All sync endpoints require Bearer authentication: Authorization: Bearer <jwt-token>

1. Upload Operations

Send new changes to the server.

POST /api/sync/ops

2. Download Operations

Get changes from other devices.

GET /api/sync/ops?sinceSeq=123

3. Get Snapshot

Get the full current state (optimized).

GET /api/sync/snapshot

4. Sync Status

Check pending operations and device status.

GET /api/sync/status

Client Configuration

In Super Productivity, configure the Custom Sync provider with:

  • Base URL: https://sync.your-domain.com (or your deployed URL)
  • Auth Token: JWT token from login

Maintenance

Scripts

The server includes scripts for administrative tasks.
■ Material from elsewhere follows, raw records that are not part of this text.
use crate::utils::error::{Result, ServiceError};
use std::net::SocketAddr;
use url::Url;

pub trait Validate {
    fn validate(&self) -> Result<()>;
}

pub fn validate_url(field_name: &str, url_str: &str) -> Result<()> {
    if url_str.is_empty() {
        return Err(ServiceError::InvalidConfigValueError {
            field: field_name.to_string(),
            value: url_str.to_string(),
            reason: "URL cannot be empty".to_string(),
        });
    }

    match Url::parse(url_str) {
        Ok(url) => match url.scheme() {
            "http" | "https" => Ok(()),
            scheme => Err(ServiceError::InvalidConfigValueError {
                field: field_name.to_string(),
                value: url_str.to_string(),
                reason: format!("Unsupported URL scheme: {}", scheme),
            }),
        },
        Err(e) => Err(ServiceError::InvalidConfigValueError {
            field: field_name.to_string(),
            value: url_str.to_string(),
            reason: format!("Invalid URL format: {}", e),
        }),
    }
}

pub fn validate_non_empty_string(field_name: &str, value: &str) -> Result<()> {
    if value.trim().is_empty() {
        return Err(ServiceError::InvalidConfigValueError {
            field: field_name.to_string(),
            value: value.to_string(),
            reason: "Value cannot be empty or whitespace-only".to_string(),
        });
    }
    Ok(())
}

pub fn validate_socket_addr(field_name: &str, value: &str) -> Result<SocketAddr> {
    value
        .parse::<SocketAddr>()
        .map_err(|e| ServiceError::InvalidConfigValueError {
            field: field_name.to_string(),
            value: value.to_string(),
            reason: format!("Invalid socket address: {}", e),
        })
}

/// 收集缺少的必填欄位，一次回報全部而不是遇到第一個就停止
#[derive(Debug, Default)]
pub struct RequiredFields {
    missing: Vec<&'static str>,
}

impl RequiredFields {
    pub fn new() -> Self {
        Self::default()
    }

    /// 字串欄位：缺少或空字串都視為缺少（不做 trim）
    pub fn text<'a>(&mut self, field_name: &'static str, value: Option<&'a str>) -> Option<&'a str> {
        match value {
            Some(v) if !v.is_empty() => Some(v),
            _ => {
                self.missing.push(field_name);
                None
            }
        }
    }

    /// 數字欄位：缺少或等於 0 都視為缺少
    pub fn number(
        &mut self,
        field_name: &'static str,
        value: Option<&serde_json::Number>,
    ) -> Option<serde_json::Number> {
        match value {
            Some(n) if !is_zero(n) => Some(n.clone()),
            _ => {
                self.missing.push(field_name);
                None
            }
        }
    }

    pub fn finish(self) -> Result<()> {
        if self.missing.is_empty() {
            return Ok(());
        }
        Err(self.into_error())
    }

    pub fn into_error(self) -> ServiceError {
        ServiceError::validation(format!(
            "Faltan datos obligatorios: {}",
            self.missing.join(", ")
        ))
    }
}

fn is_zero(n: &serde_json::Number) -> bool {
    n.as_f64().map(|v| v == 0.0).unwrap_or(false)
}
These use the configured database.

# Delete a user account
npm run delete-user -- user@example.com

# Clear sync data (preserves account)
npm run clear-data -- user@example.com

# Clear ALL sync data (dangerous)
npm run clear-data -- --all

API Details

Upload Operations (POST /api/sync/ops)

Request body:

{
  "ops": [
    {
      "id": "uuid-v7",
      "opType": "UPD",
      "entityType": "TASK",
      "entityId": "task-123",
      "payload": { "changes": { "title": "New title" } },
      "vectorClock": { "clientA": 5 },
      "timestamp": 1701234567890,
      "schemaVersion": 1
    }
  ],
  "clientId": "clientA",
  "lastKnownSeq": 100
}

Response:

{
  "results": [{ "opId": "uuid-v7", "accepted": true, "serverSeq": 101 }],
  "newOps": [],
  "latestSeq": 101
}

Download Operations (GET /api/sync/ops)

Query parameters:

  • sinceSeq (required): Server sequence number to start from
  • limit (optional): Max operations to return (default: 500)

Upload Snapshot (POST /api/sync/snapshot)
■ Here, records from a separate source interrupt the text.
//! JSON <-> Firestore typed `Value` conversion.
//!
//! Firestore's REST API wraps every value in a single-key object naming its
//! type (`{"stringValue": "x"}`, `{"integerValue": "15"}`, ...). Integers are
//! transported as strings; doubles as JSON numbers.

use crate::utils::error::{Result, ServiceError};
use serde::de::DeserializeOwned;
use serde::Serialize;
use serde_json::{json, Map, Number, Value};

pub fn encode_value(value: &Value) -> Value {
    match value {
        Value::Null => json!({ "nullValue": null }),
        Value::Bool(b) => json!({ "booleanValue": b }),
        Value::Number(n) => encode_number(n),
        Value::String(s) => json!({ "stringValue": s }),
        Value::Array(items) => {
            if items.is_empty() {
                json!({ "arrayValue": {} })
            } else {
                let values: Vec<Value> = items.iter().map(encode_value).collect();
                json!({ "arrayValue": { "values": values } })
            }
        }
        Value::Object(map) => json!({ "mapValue": { "fields": encode_fields(map) } }),
    }
}

fn encode_number(n: &Number) -> Value {
    if let Some(i) = n.as_i64() {
        json!({ "integerValue": i.to_string() })
    } else if let Some(u) = n.as_u64() {
        json!({ "integerValue": u.to_string() })
    } else {
        json!({ "doubleValue": n.as_f64().unwrap_or_default() })
    }
}

pub fn encode_fields(map: &Map<String, Value>) -> Value {
    let fields: Map<String, Value> = map
        .iter()
        .map(|(key, value)| (key.clone(), encode_value(value)))
        .collect();
    Value::Object(fields)
}

pub fn decode_value(value: &Value) -> Result<Value> {
    let object = value
        .as_object()
        .ok_or_else(|| malformed("typed value must be an object", value))?;
    let (kind, inner) = object
        .iter()
        .next()
        .ok_or_else(|| malformed("typed value is empty", value))?;

    match kind.as_str() {
        "nullValue" => Ok(Value::Null),
        "booleanValue" => inner
            .as_bool()
            .map(Value::Bool)
            .ok_or_else(|| malformed("booleanValue", inner)),
        "integerValue" => decode_integer(inner),
        "doubleValue" => Ok(decode_double(inner)),
        "stringValue" | "timestampValue" | "referenceValue" | "bytesValue" => inner
            .as_str()
            .map(|s| Value::String(s.to_string()))
            .ok_or_else(|| malformed(kind, inner)),
        "arrayValue" => {
            let values = match inner.get("values") {
                Some(Value::Array(values)) => values
                    .iter()
                    .map(decode_value)
                    .collect::<Result<Vec<_>>>()?,
                Some(other) => return Err(malformed("arrayValue.values", other)),
                None => Vec::new(),
            };
            Ok(Value::Array(values))
        }
        "mapValue" => match inner.get("fields") {
            Some(Value::Object(fields)) => decode_fields(fields),
            Some(other) => Err(malformed("mapValue.fields", other)),
            None => Ok(Value::Object(Map::new())),
        },
        other => Err(malformed(&format!("unsupported value type {}", other), inner)),
    }
}

fn decode_integer(inner: &Value) -> Result<Value> {
    match inner {
        Value::String(s) => s
            .parse::<i64>()
            .map(|i| Value::Number(i.into()))
            .map_err(|_| malformed("integerValue", inner)),
        Value::Number(n) => Ok(Value::Number(n.clone())),
        _ => Err(malformed("integerValue", inner)),
    }
}

// NaN / Infinity 以字串傳回，JSON 無法表示，轉成 null
fn decode_double(inner: &Value) -> Value {
    inner
        .as_f64()
        .and_then(Number::from_f64)
        .map(Value::Number)
        .unwrap_or(Value::Null)
}

pub fn decode_fields(fields: &Map<String, Value>) -> Result<Value> {
    let mut decoded = Map::new();
    for (key, value) in fields {
        decoded.insert(key.clone(), decode_value(value)?);
    }
    Ok(Value::Object(decoded))
}

/// 序列化成 Firestore 文件的 `fields`
pub fn to_fields<T: Serialize>(document: &T) -> Result<Value> {
    match serde_json::to_value(document)? {
        Value::Object(map) => Ok(encode_fields(&map)),
        other => Err(malformed("document must serialize to an object", &other)),
    }
}

pub fn from_fields<T: DeserializeOwned>(fields: &Map<String, Value>) -> Result<T> {
    Ok(serde_json::from_value(decode_fields(fields)?)?)
}

fn malformed(what: &str, value: &Value) -> ServiceError {
    ServiceError::store(format!("Malformed Firestore value ({}): {}", what, value))
}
Used for full-state operations (BackupImport, SyncImport, Repair):

{
  "state": {
    /* Full AppDataComplete */
  },
  "clientId": "clientA",
  "reason": "initial",
  "vectorClock": { "clientA": 10 },
  "schemaVersion": 1
}

Security Features

Feature Implementation
Authentication JWT Bearer tokens in Authorization header
Timing Attack Mitigation Dummy hash comparison on invalid users
Input Validation Operation ID, entity ID, schema version validated
Rate Limiting Configurable per-user limits
Vector Clock Sanitization Limited to 100 entries, 255 char keys
Entity Type Allowlist Prevents injection of invalid entity types
Request Deduplication Prevents duplicate operations on retry

Multi-Instance Deployment Considerations

When deploying multiple server instances behind a load balancer, be aware of these limitations:

Passkey Challenge Storage

Issue: WebAuthn challenges are stored in an in-memory Map, which doesn't work across instances.
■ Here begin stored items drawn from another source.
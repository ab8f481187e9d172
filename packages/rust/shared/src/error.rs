//! Error types for rollup.
//!
//! Library crates use [`RollupError`] via `thiserror`.
//! The CLI wraps this with `color-eyre` for rich diagnostics.

use std::path::PathBuf;

use crate::types::Container;

/// Top-level error type for all rollup operations.
#[derive(Debug, thiserror::Error)]
pub enum RollupError {
    /// Input was neither a compact reference nor an item web address.
    #[error("invalid item reference '{input}': expected owner/name#id or a .../owner/name/items/id address")]
    InvalidReference { input: String },

    /// The remote store has no item (or child list) at this location.
    #[error("item {container}#{id} not found")]
    NotFound { container: Container, id: u64 },

    /// The remote store rejected a request (auth, rate limit, validation, ...).
    #[error("store error: {0}")]
    Store(String),

    /// Transport failure talking to the remote store.
    #[error("network error: {0}")]
    Network(String),

    /// Configuration loading or validation error.
    #[error("config error: {message}")]
    Config { message: String },

    /// Response body could not be decoded.
    #[error("parse error: {message}")]
    Parse { message: String },

    /// Filesystem I/O error.
    #[error("I/O error at {path:?}: {source}")]
    Io {
        path: PathBuf,
        source: std::io::Error,
    },
}

/// Convenience alias used throughout the codebase.
pub type Result<T> = std::result::Result<T, RollupError>;

impl RollupError {
    /// Create a config error from any displayable message.
    pub fn config(msg: impl Into<String>) -> Self {
        Self::Config {
            message: msg.into(),
        }
    }

    /// Create a parse error from any displayable message.
    pub fn parse(msg: impl Into<String>) -> Self {
        Self::Parse {
            message: msg.into(),
        }
    }

    /// Create a not-found error for the item at `container#id`.
    pub fn not_found(container: &Container, id: u64) -> Self {
        Self::NotFound {
            container: container.clone(),
            id,
        }
    }

    /// Wrap a `std::io::Error` with a path for context.
    pub fn io(path: impl Into<PathBuf>, source: std::io::Error) -> Self {
        Self::Io {
            path: path.into(),
            source,
        }
    }

    /// Whether this error means the remote item is absent.
    pub fn is_not_found(&self) -> bool {
        matches!(self, Self::NotFound { .. })
    }
}

#[cfg(test)]
mod tests {
    use super::*;

    #[test]
    fn error_display_formatting() {
        let err = RollupError::config("missing token");
        assert_eq!(err.to_string(), "config error: missing token");

        let err = RollupError::not_found(&Container::new("octo", "widgets"), 42);
        assert_eq!(err.to_string(), "item octo/widgets#42 not found");
        assert!(err.is_not_found());
    }

    #[test]
    fn store_errors_are_not_not_found() {
        let err = RollupError::Store("PATCH /repos/a/b/issues/1: HTTP 403".into());
        assert!(!err.is_not_found());
        assert!(err.to_string().contains("HTTP 403"));
    }
}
Symptom: Passkey registration/login fails if the challenge generation request hits instance A but verification hits instance B.

Solution for multi-instance:

  • Implement Redis-backed challenge storage
  • Or use sticky sessions (less ideal)

Current status: A warning is logged at startup in production if in-memory storage is used.

Snapshot Generation Locks

Issue: Concurrent snapshot generation prevention uses an in-memory Map.

Symptom: Same user may trigger duplicate snapshot computations across different instances.

Impact: Performance only (no data corruption) - snapshots are deterministic.

Solution for multi-instance:

  • Implement Redis distributed lock (optional, only for performance)

Single-Instance Deployment

For single-instance deployments, these limitations do not apply. The current implementation is fully functional and well-tested for single-instance use.

Security Notes

  • Set JWT_SECRET to a secure random value in production (min 32 characters).
  • Use HTTPS in production. The Docker setup includes Caddy to handle this automatically.
  • Restrict CORS origins in production.
  • Database backups are recommended for production deployments.